Op 31 maart maakte de Transitie Autoriteit Jeugd, weliswaar in buitengewoon ambtelijke taal, duidelijk dat de decentralisatie van de jeugdhulp dreigt vast te lopen. Er is een gigantische administratieve rompslomp ontstaan als gevolg van alle eigen regels en nieuwe bemoeienissen die gemeenten hebben bedacht; er bestaan enorme betalingsachterstanden aan jeugdbeschermingsinstellingen en aan vrijgevestigden; als gevolg hiervan voorziet een derde van deze instellingen dit jaar problemen met de uitbetaling van loon en overige kosten; vele vrijgevestigden stoppen met jeugdzorg omdat ze het financieel niet langer kunnen bolwerken en gek worden van de enorme administratieve last die alle gemeentelijke bemoeienis met zich mee brengt. Wie oplette zag het al heel lang aankomen. Staatssecretaris Van Rijn wuifde echter keer op keer geroutineerd alle bezwaren weg en de Tweede Kamer liet hem daarmee wegkomen.
Begin april berichtte adviesbureau Andersson Elffers Felix dat gemeenten in de jeugdzorg grote tekorten verwachten, maar daarnaast ook in de zorg voor thuiswonende ouderen en in de werkbemiddeling voor arbeidsgehandicapten. Het rijk had de bezuinigingen op het sociale domein al ingeboekt voordat geldbesparende hervormingen in de zorg konden plaatsvinden. Bovendien laat onderzoek keer op keer zien dat hervormingen in de beginjaren geen geld opleveren maar juist meer kosten. Bekend voorbeeld hierbij is Denemarken. Instellingen en gemeenten worstelen sinds de invoering van de transitie met de wil om er iets van te maken en de grenzen die het Rijk daarbij vanaf de start heeft opgelegd. Soms werd gewezen op de ervaringen in Denemarken maar er werd niets van geleerd.
In dezelfde periode sloeg de Kindertelefoon alarm, omdat eigenlijk vanaf 2015 maar in elk geval vanaf 2018 elke gemeente afzonderlijk een bijdrage aan deze anonieme, bovenregionale voorziening zou moeten gaan leveren.

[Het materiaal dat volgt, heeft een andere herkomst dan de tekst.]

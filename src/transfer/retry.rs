use std::future::Future;
use std::time::Duration;

use anyhow::{Context, Error, Result, anyhow};
use rand::Rng;
use tracing::debug;

use crate::types::error::{S3mirrorError, is_cancelled_error};
use crate::types::token::PipelineCancellationToken;

const DEFAULT_MAX_RETRIES: u32 = 3;
const DEFAULT_BASE_DELAY: Duration = Duration::from_secs(1);
const DEFAULT_MAX_DELAY: Duration = Duration::from_secs(30);
const DEFAULT_BACKOFF_EXPONENT: f64 = 2.0;

// Network and connectivity errors.
const RETRYABLE_PATTERNS: &[&str] = &[
    "connection",
    "timeout",
    "temporary failure",
    "service unavailable",
    "internal error",
    "slow down",
    "throttling",
    "rate limit",
    "too many requests",
    "request timeout",
    "dial tcp",
    "connection reset",
    "connection refused",
    "no such host",
    "i/o timeout",
    "context deadline exceeded",
    "eof",
    "unexpected eof",
];

// Provider-specific throttling and availability errors.
const PROVIDER_RETRYABLE_PATTERNS: &[&str] = &[
    "provisionedthroughputexceeded",
    "throttlingexception",
    "requestlimitexceeded",
    "serviceunavailable",
    "internalerror",
    "slowdown",
    "requesttimeout",
];

/// Retry behavior of one transfer operation. Immutable per operation.
#[derive(Debug, Clone)]
pub struct RetryConfig {
    pub max_retries: u32,
    pub base_delay: Duration,
    pub max_delay: Duration,
    pub backoff_exponent: f64,
    pub jitter: bool,
}

impl Default for RetryConfig {
    fn default() -> Self {
        Self {
            max_retries: DEFAULT_MAX_RETRIES,
            base_delay: DEFAULT_BASE_DELAY,
            max_delay: DEFAULT_MAX_DELAY,
            backoff_exponent: DEFAULT_BACKOFF_EXPONENT,
            jitter: true,
        }
    }
}

impl RetryConfig {
    pub fn validate(&self) -> Result<()> {
        if self.max_delay < self.base_delay {
            return Err(anyhow!(
                "retry base delay must not exceed the maximum delay"
            ));
        }
        if self.backoff_exponent < 1.0 {
            return Err(anyhow!("retry backoff exponent must be at least 1"));
        }

        Ok(())
    }

    /// Delay before retrying after the given 0-indexed attempt:
    /// `base * exponent^attempt`, with optional ±25% jitter, clamped to
    /// `max_delay`.
    pub fn calculate_delay(&self, attempt: u32) -> Duration {
        let mut delay = self.base_delay.as_secs_f64() * self.backoff_exponent.powi(attempt as i32);

        if self.jitter && delay > 0.0 {
            let jitter_factor = rand::thread_rng().gen_range(0.75..=1.25);
            delay *= jitter_factor;
        }

        if delay < 0.0 {
            delay = self.base_delay.as_secs_f64();
        }
        if delay > self.max_delay.as_secs_f64() {
            delay = self.max_delay.as_secs_f64();
        }

        Duration::from_secs_f64(delay)
    }
}

/// The classification is purely textual and intentionally independent of
/// SDK error types, so that wrapped and foreign errors classify the same
/// way.
pub fn is_retryable_error(e: &Error) -> bool {
    let message = format!("{e:#}").to_lowercase();

    RETRYABLE_PATTERNS
        .iter()
        .chain(PROVIDER_RETRYABLE_PATTERNS)
        .any(|pattern| message.contains(pattern))
}

/// Progress events emitted by the retry loop. The controller never logs on
/// its own; the observer decides what reaches the log sink.
#[derive(Debug, Clone)]
pub enum RetryEvent<'a> {
    Succeeded {
        operation: &'a str,
        retries: u32,
    },
    Retrying {
        operation: &'a str,
        attempt: u32,
        total_attempts: u32,
        delay: Duration,
        error: String,
    },
    NonRetryable {
        operation: &'a str,
        error: String,
    },
    Exhausted {
        operation: &'a str,
        attempts: u32,
        error: String,
    },
}

pub trait RetryObserver: Send + Sync {
    fn on_event(&self, event: RetryEvent<'_>);
}

/// Forwards retry events to the tracing subscriber at debug level.
pub struct TracingRetryObserver;

impl RetryObserver for TracingRetryObserver {
    fn on_event(&self, event: RetryEvent<'_>) {
        match event {
            RetryEvent::Succeeded { operation, retries } => {
                debug!(operation = operation, retries = retries, "operation succeeded after retries.");
            }
            RetryEvent::Retrying {
                operation,
                attempt,
                total_attempts,
                delay,
                error,
            } => {
                debug!(
                    operation = operation,
                    attempt = attempt,
                    total_attempts = total_attempts,
                    delay_millis = delay.as_millis() as u64,
                    error = error,
                    "operation failed. retrying."
                );
            }
            RetryEvent::NonRetryable { operation, error } => {
                debug!(operation = operation, error = error, "operation failed with non-retryable error.");
            }
            RetryEvent::Exhausted {
                operation,
                attempts,
                error,
            } => {
                debug!(operation = operation, attempts = attempts, error = error, "operation retries exhausted.");
            }
        }
    }
}

/// Drives an operation through retries with exponential backoff. Backoff
/// sleeps race the cancellation token and return the cancellation error
/// when it fires, not the underlying operation error.
pub async fn with_retry<T, F, Fut>(
    config: &RetryConfig,
    cancellation_token: &PipelineCancellationToken,
    observer: &dyn RetryObserver,
    operation_name: &str,
    mut operation: F,
) -> Result<T>
where
    F: FnMut() -> Fut,
    Fut: Future<Output = Result<T>>,
{
    let mut last_error = None;

    for attempt in 0..=config.max_retries {
        match operation().await {
            Ok(value) => {
                if attempt > 0 {
                    observer.on_event(RetryEvent::Succeeded {
                        operation: operation_name,
                        retries: attempt,
                    });
                }
                return Ok(value);
            }
            Err(e) => {
                if is_cancelled_error(&e) {
                    return Err(e);
                }

                if !is_retryable_error(&e) {
                    observer.on_event(RetryEvent::NonRetryable {
                        operation: operation_name,
                        error: format!("{e:#}"),
                    });
                    return Err(e);
                }

                if attempt == config.max_retries {
                    last_error = Some(e);
                    break;
                }

                let delay = config.calculate_delay(attempt);
                observer.on_event(RetryEvent::Retrying {
                    operation: operation_name,
                    attempt: attempt + 1,
                    total_attempts: config.max_retries + 1,
                    delay,
                    error: format!("{e:#}"),
                });
                last_error = Some(e);

                tokio::select! {
                    _ = cancellation_token.cancelled() => {
                        return Err(anyhow!(S3mirrorError::Cancelled));
                    },
                    _ = tokio::time::sleep(delay) => {}
                }
            }
        }
    }

    let attempts = config.max_retries + 1;
    let last_error = last_error.unwrap();

    observer.on_event(RetryEvent::Exhausted {
        operation: operation_name,
        attempts,
        error: format!("{last_error:#}"),
    });

    Err(last_error).with_context(|| format!("operation failed after {attempts} retries"))
}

De Kindertelefoon voorzag op grond van de gesprekken in de afgelopen jaren dat ze er met talloze gemeenten niet uit zou komen. Bijna 80% van de gemeenten wilde bovendien een landelijke regeling en in dat licht besloot Van Rijn de financiering dan toch maar landelijk te regelen. Recentralisatie!
En op dit moment melden de kinder- en jeugdpsychiaters zich bij de staatssecretaris. Het water staat hen en vooral hun jonge patienten aan de lippen. Afdelingen voor kinder- en jeugdpsychiatrie van GGZ-instellingen moeten sluiten of het aantal bedden sterk reduceren, kinderen met zeer ernstige psychische problemen en stoornissen die eigenlijk direct zouden moeten worden geholpen, belanden maandenlang op wachtlijsten, zelfs crisisopvang voor de echt acute gevallen werkt inmiddels met wachtlijsten. (verwijzing naar NRC van woe. 7 juni) De kinder- en jeugdpsychiaters en vele anderen, die werken in de jeugd-GGZ of daar als client of ouder of anderzins bij betrokken zijn, hebben zich al ver voor de decentralisatie met goede argumenten verzet tegen het losmaken van de jeugd-GGZ van de GGZ voor 18 jaar en ouder en het feit dat hun professionele bemoeienis sinds 2015 onder de verantwoordelijkheid van de gemeente, dat wil zeggen de verantwoordelijkheid van 388 Nederlandse gemeenten, valt.
Vandaag debatteert de Kamer over de zich opstapelende zorgen om de jeugdzorg met de staatssecretaris. De wens van de kinder- en jeugdpsychiaters is duidelijk: terug naar de situatie van voor 2015, toen de jeugd-GGZ onder de zorgverzekeraar viel. Recentraliseren naar het voorbeeld van de Kindertelefoon!
Om te redden wat er nog te redden valt.